Have you been in fights?
Who was the biggest trash talker?
That's what I always get asked.
That's here.
In hockey, yeah.
Who was it?
Yeah.
Oh, God.
It was your guys on your third and fourth line.
It was your fourth line guys that just sat on the bench.
And they got so bored just sitting on the bench that they would just start shit,
just for their own fun.
And they would rip on every guy that went by the bench.
And we had guys that did it too.
And now on social media, they could probably find out personal shit on you.
Oh, they get a dog's name.
and shit. There's kind of a code where it's like you kind of don't go cross that line, but like,
God forbid you have a face off in front of the other team's bench and you're so it's like,
I'm lining up right here and Ryan, you and your whole teammate are, or your team are right behind
me. There is eight guys just barraging you with every word you've ever heard.
Well, I'm a big fan of 24-7 and I think it was the, was it the capitals and penguins?
Cap's, we did it? Yeah. Were you? I was in that. Okay, great. And, um,
I was totally surprised.
I don't know why, but I was,
about how often the refs said fuck.
I couldn't get over it.
What the fuck?
Knock that fucking bullshit off.
Like God,
you would never be allowed.
I feel like if a refs said that in the NFL,
they'd fine them.
Really?
I feel like they would.
Man,
when they had those guys mic'd up,
it was fuck this,
fuck that,
all this.
And I was like,
damn,
these refs are not like this professional little,
oh,
we hear you guys. It was like, knock that fucking bullshit off. I was like, God. Hockey's a great
sport, man. It is. It's the last one. And the fighting in it is great. That's what my daughter is
11. She's definitely a girl's girl, but she's got it in her. And I took her to a King's game.
She's like, I want to see a fight. I know you do? She's like, yeah, and we had two good ones.
Really? Yeah. Yeah. She was stoked. It actually keeps a sport clean.
And honest and yeah. Because we carry around weapons, right? Like, we've got a
stick. I can do a lot of depth. You take fighting out of that stick or like,
there's so much like spearing and butt ending and just like,
you're also snipers with that puck. You could probably take somebody out. Yeah,
but just you can do it, you can do it more coy in the ribs in the ribs all the amount
of times. You come out of games and your ribs are just diced up because somebody stuck sticks
in them. Like I saw a guy in the airport. I bumped into a former player last year in the airport.

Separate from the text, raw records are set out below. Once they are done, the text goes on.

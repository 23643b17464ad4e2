//! One-shot interest bookkeeping for live connections.
//!
//! Every accepted connection gets a [`Token`] and an [`Interest`]. A
//! connection is either *armed* (the event loop is waiting for a single
//! readiness notification on it) or *dispatched* (a worker owns it). The only
//! legal transitions are:
//!
//! ```text
//! register -> Armed --dispatch--> Dispatched --rearm--> Armed
//!                                     |
//!                                     +--deregister--> (gone)
//! ```
//!
//! The event loop owns the registry outright; workers report back through
//! their return value, so no locking is involved.

use std::collections::HashMap;
use std::fmt;

use crate::server::error::RegistryError;

/// Identifies one accepted connection for its whole lifetime.
#[derive(Debug, Clone, Copy, PartialEq, Eq, Hash, PartialOrd, Ord)]
pub struct Token(u64);

impl fmt::Display for Token {
    fn fmt(&self, f: &mut fmt::Formatter<'_>) -> fmt::Result {
        write!(f, "#{}", self.0)
    }
}

/// What the event loop currently expects from a connection.
#[derive(Debug, Clone, Copy, PartialEq, Eq)]
pub enum Interest {
    /// Waiting for exactly one readiness notification.
    Armed,
    /// Owned by a worker; no notification may be delivered.
    Dispatched,
}

/// Interest table for every live connection.
#[derive(Debug, Default)]
pub struct Registry {
    entries: HashMap<Token, Interest>,
    next: u64,
}

impl Registry {
    /// Create an empty registry.
    pub fn new() -> Self {
        Self::default()
    }

    /// Register a newly accepted connection in the armed state.
    pub fn register(&mut self) -> Token {
        let token = Token(self.next);
        self.next += 1;
        self.entries.insert(token, Interest::Armed);
        token
    }

    /// Hand an armed connection to a worker.
    pub fn dispatch(&mut self, token: Token) -> Result<(), RegistryError> {
        match self.entries.get_mut(&token) {
            Some(interest) if *interest == Interest::Armed => {
                *interest = Interest::Dispatched;
                Ok(())
            }
            Some(_) => Err(RegistryError::AlreadyDispatched(token)),
            None => Err(RegistryError::UnknownToken(token)),
        }
    }

    /// Arm a dispatched connection for one more notification.
    pub fn rearm(&mut self, token: Token) -> Result<(), RegistryError> {
        match self.entries.get_mut(&token) {
            Some(interest) if *interest == Interest::Dispatched => {
                *interest = Interest::Armed;
                Ok(())
            }
            Some(_) => Err(RegistryError::AlreadyArmed(token)),
            None => Err(RegistryError::UnknownToken(token)),
        }
    }

    /// Forget a connection. Armed connections may be dropped during shutdown.
    pub fn deregister(&mut self, token: Token) -> Result<Interest, RegistryError> {
        self.entries.remove(&token).ok_or(RegistryError::UnknownToken(token))
    }

    /// Current interest of a connection, if it is registered.
    pub fn interest(&self, token: Token) -> Option<Interest> {
        self.entries.get(&token).copied()
    }

    /// Number of live connections.
    pub fn len(&self) -> usize {
        self.entries.len()
    }

    /// Check whether no connection is registered.
    pub fn is_empty(&self) -> bool {
        self.entries.is_empty()
    }

    /// Number of connections currently owned by workers.
    pub fn dispatched(&self) -> usize {
        self.entries.values().filter(|i| **i == Interest::Dispatched).count()
    }
}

I'm like, Chris, what's up, brother? And he goes, hey, Brooks, how are you? There's a good
see it and I was like last time I saw you you had your stick buried in my ribs and he goes that is true
I did I did but yeah you can do so you can do nasty things with a stick but then you do something
with your stick if there's a guy on the team's other other teams six five 240 pounds comes and breeze
down your neck says don't touch that guy ever again or I'll punch your teeth down your throat
you're like I'm sorry mr. sickler I will play hockey mr. damn right right so it keeps the sport as much
people think it's a violent thing.
It's a self-policing thing to calm people down that are running around creating chaos
to bring it back to just playing hockey.
Who is the best player you ever played with or against?
And you played for Washington.
So is,
is it a Vechkin?
I played 10 years with Ovi.
He's a greatest goal score ever.
Ever,
it's not even close.
I mean, as a Canadian,
did you even think anyone ever beat Gretzky's record?
No.
We didn't even play him with O.
Like O would score 65 a year,
60 like what because then you look it's like he's got to keep doing this for this many years and he
and he's still going and he did it like even when you got even when he got to 500 i remember standing
in front of the ice as standing in front of the on his 500th goal sitting in front of the net seen
it go by seeing it going it's still 400 more goals 400 he's just over half right there
it's so it was so far away that we knew he was an unbelievable goal score we just didn't think
anybody would ever beat that record it's like nolan ryan 5,000 strike
I was like, who's ever going to beat that record?
But he did it.
And so he, I got to play against you.
You'll remember this name.
I got to play against Mario Lemieux.
Oh, yeah, of course.
One time.
And it was an exhibition.
We went to Pittsburgh.
And for anybody that doesn't,
Mario Lemieux was one of the Mount Rushmore of hockey players.
He is one of the best.
No doubt.
And my dad was a Mario fan.
And Mario put up five.
points. They beat us
8-1, and he didn't even take
a stride. And I called my dad
after the game. We had locked. We just got
pumped, 8-1. I called my dad. I'm like, Dad,
you should see Mario.
If I make this team and we
play against Pittsburgh, I'm flying you down. You've got
to see Mario. He's so good.
That's the only time you got to play
against him. Yeah, he retired shortly after that.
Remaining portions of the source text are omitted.